The internal market is 25 next year. Like the passing of seasons, the growth of children, the counting of Christmases, it is an odd surprise to realise how much time has slipped by.
So much has changed! In 1990, Microsoft became the first company to achieve sales in excess of $1 billion. The Hubble telescope went into space. Tim Berners-Lee and Robert Cailliau at CERN proposed a ‘hypertext’ system that year, the former successfully setting up the first web server at info.cern.ch on 25 December and launching the internet as we now know it.
Launched in a fanfare, the NHS internal market started by making Health Authorities responsible for managing their own budgets.1 A large slice of the intention was to challenge the dominance of hospitals in the NHS economy. The unleashing of an entrepreneurial spirit among health authorities was helped along further the following year with the conversion of some into the first NHS Trusts.
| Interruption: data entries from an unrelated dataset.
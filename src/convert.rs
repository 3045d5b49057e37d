//! Pure conversion functions: TOML config structs -> crate API config types.

use anyhow::{Context, Result};

use woa_grid::GridLayout;
use woa_io::ExportConfig;
use woa_merge::{MergeConfig, RecordAxis};

use crate::config::{DecodeToml, ExportToml, MergeToml};

/// Builds a validated [`GridLayout`] from the `[decode]` section.
pub fn build_grid_layout(decode: &DecodeToml) -> Result<GridLayout> {
    let layout = GridLayout::default()
        .with_n_lon(decode.n_lon)
        .with_n_lat(decode.n_lat)
        .with_max_levels(decode.max_levels)
        .with_field_width(decode.field_width)
        .with_fields_per_line(decode.fields_per_line);
    layout.validate().context("invalid [decode] layout")?;
    Ok(layout)
}

/// Builds an [`ExportConfig`] from the `[export]` section.
pub fn build_export_config(export: &ExportToml) -> ExportConfig {
    let mut cfg = ExportConfig::default();
    if let Some(ref v) = export.title {
        cfg = cfg.with_title(v);
    }
    if let Some(ref v) = export.source {
        cfg = cfg.with_source(v);
    }
    if let Some(ref v) = export.references {
        cfg = cfg.with_references(v);
    }
    if let Some(ref v) = export.conventions {
        cfg = cfg.with_conventions(v);
    }
    if let Some(v) = export.missing_value {
        cfg = cfg.with_missing_value(v);
    }
    cfg
}

/// Builds a [`MergeConfig`] from the `[merge]` section.
pub fn build_merge_config(merge: &MergeToml) -> MergeConfig {
    let record = RecordAxis::default()
        .with_name(&merge.record_name)
        .with_units(&merge.record_units);
    let cfg = MergeConfig::default().with_record(record);
    match merge.fill_value {
        Some(v) => cfg.with_fill_value(v),
        None => cfg,
    }
}

#[cfg(test)]
mod tests {
    use super::*;

    #[test]
    fn default_sections_match_library_defaults() {
        let layout = build_grid_layout(&DecodeToml::default()).unwrap();
        assert_eq!(layout, GridLayout::default());
        assert_eq!(
            build_export_config(&ExportToml::default()),
            ExportConfig::default()
        );
        assert_eq!(
            build_merge_config(&MergeToml::default()),
            MergeConfig::default()
        );
    }

    #[test]
    fn invalid_layout_is_rejected() {
        let decode = DecodeToml {
            fields_per_line: 7,
            ..DecodeToml::default()
        };
        assert!(build_grid_layout(&decode).is_err());
    }

    #[test]
    fn merge_fill_value_is_forwarded() {
        let merge = MergeToml {
            fill_value: Some(-1.0e10),
            ..MergeToml::default()
        };
        assert_eq!(build_merge_config(&merge).fill_value(), -1.0e10);
    }
}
Fundholding too followed in 1991. It was good for some general practices, the early wave fundholders in particular. For those who missed out, they often found their patients coming second to fundholders’ patients at the hospital door: seeing more fundholders’ patients became an obvious way for hospitals to increase their income.2
So many twists and turns in policy have followed since that giddy time, it is hard to remember them all, never mind the order in which they came. There have been so many in fact, it almost gives rise to the suspicion that those making policy doubt their success. Certainly, despite an endless cycle of ‘reform’, the dominance of the hospitals has grown further and the share of NHS resources going into primary care is at its lowest ebb.3
In the past 5 years, another development: the Care Quality Commission (CQC). This is a regulatory body designed for a market system whose services are not necessarily either publicly provided or quality assured.
It is a tacit admission that 24 years of contract management has not worked but without conceding that the internal market itself is the failure.
Recently, my new practice was inspected, the watchdog’s remit only lately extended into primary care. For reasons unknown, our part of Northumberland, huddled in the farthest north of England, was targeted: we were visited amidst a flurry of such visitations to practices in the locality. The experience did not inspire confidence.
And now one of us has been found to be unsatisfactory.4 Of course, it is not the only practice in this predicament nationally, but the questions it raises have resonance for all such cases. Questions that include many at the heart of those about the internal market since its inception. Questions like: can a provider be allowed to fail?
The politicians pulling the strings have not had the courage to allow hospitals to close. Even despite the recent travails at Hinchingbrooke, where the CQC has been very critical and the private provider, Circle, has decided to walk away, there seems little likelihood of closure.5 Primary care has no spare capacity either, but the politicians care less.
So, how to celebrate next year’s silver jubilee of the internal market?